Anyways, I do need a new camera. I don't want to pay anything over $150.00 or so at most. I don't want an SLR type digital camera. I want one similar to the one I have. Small & compact. My Sony is about 3.5" wide, 2.5" tall and about 1" thick. 

Another very important feature I want is to be able to take close-ups of things. Even though my Sony has a macro zoom, it's still not good enough to take pics of small, close-up items. A zoom good enough to take pictures of serial numbers on a firearm would be a good example. 

So, if any of you would be so kind as to give me some suggestions and/or tips, it would be appreciated. As far as anything else I might need, is up for discussion.

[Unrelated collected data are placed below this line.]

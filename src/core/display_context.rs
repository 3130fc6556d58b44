/// Display context - output buffer dimensions
#[derive(Debug, Clone, Copy, PartialEq, Eq)]
pub struct DisplayContext {
    /// Width in pixels
    pub width: u32,
    /// Height in pixels
    pub height: u32,
}

impl DisplayContext {
    /// Create new display context; zero dimensions are bumped to one
    pub fn new(width: u32, height: u32) -> Self {
        Self {
            width: width.max(1),
            height: height.max(1),
        }
    }

    /// Total number of pixels
    pub fn pixel_count(&self) -> usize {
        self.width as usize * self.height as usize
    }

    pub fn aspect(&self) -> f32 {
        self.width as f32 / self.height as f32
    }

    /// Pixels per world unit at distance 1 for a vertical field of view
    pub fn focal_length(&self, fov_y_radians: f32) -> f32 {
        self.height as f32 / (2.0 * (fov_y_radians * 0.5).tan())
    }
}

impl Default for DisplayContext {
    fn default() -> Self {
        Self::new(800, 600)
    }
}

#[cfg(test)]
mod tests {
    use super::*;

    #[test]
    fn test_new_creates_context_with_dimensions() {
        let ctx = DisplayContext::new(1920, 1080);
        assert_eq!(ctx.width, 1920);
        assert_eq!(ctx.height, 1080);
    }

    #[test]
    fn test_zero_dimensions_clamped() {
        let ctx = DisplayContext::new(0, 0);
        assert_eq!(ctx.pixel_count(), 1);
        assert_eq!(ctx.aspect(), 1.0);
    }

    #[test]
    fn test_aspect() {
        let ctx = DisplayContext::new(1600, 800);
        assert_eq!(ctx.aspect(), 2.0);
    }

    #[test]
    fn test_focal_length_ninety_degrees() {
        let ctx = DisplayContext::new(100, 100);
        let focal = ctx.focal_length(std::f32::consts::FRAC_PI_2);
        assert!((focal - 50.0).abs() < 1e-3);
    }
}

I just want a camera that is easy and simple to operate and takes damn good close-ups. 

TIA!


----------



## Cait43 (Apr 4, 2013)

Here is one I bought for my wife that fits your needs and price...... For close-ups you need to turn on the setting that looks like a flower....









It has a optical/digital zoom lens..... The "meter" turns yellow when it goes digital..... Keep in mind the digital lens does not have the quality of the optical lens........ The optical zoom will most likely fit your needs..........

https://www.amazon.com/Nikon-COOLPI...&qid=1484454076&sr=8-6&keywords=nikon+coolpix


----------



## Steve M1911A1 (Feb 6, 2008)

We have an old Canon (PowerShot A630), and it takes excellent-quality pictures.
When I was (ever so briefly) writing articles for a slick-paper shooting magazine, the editor unquestioningly accepted the close-up photos that it made as being of printable quality.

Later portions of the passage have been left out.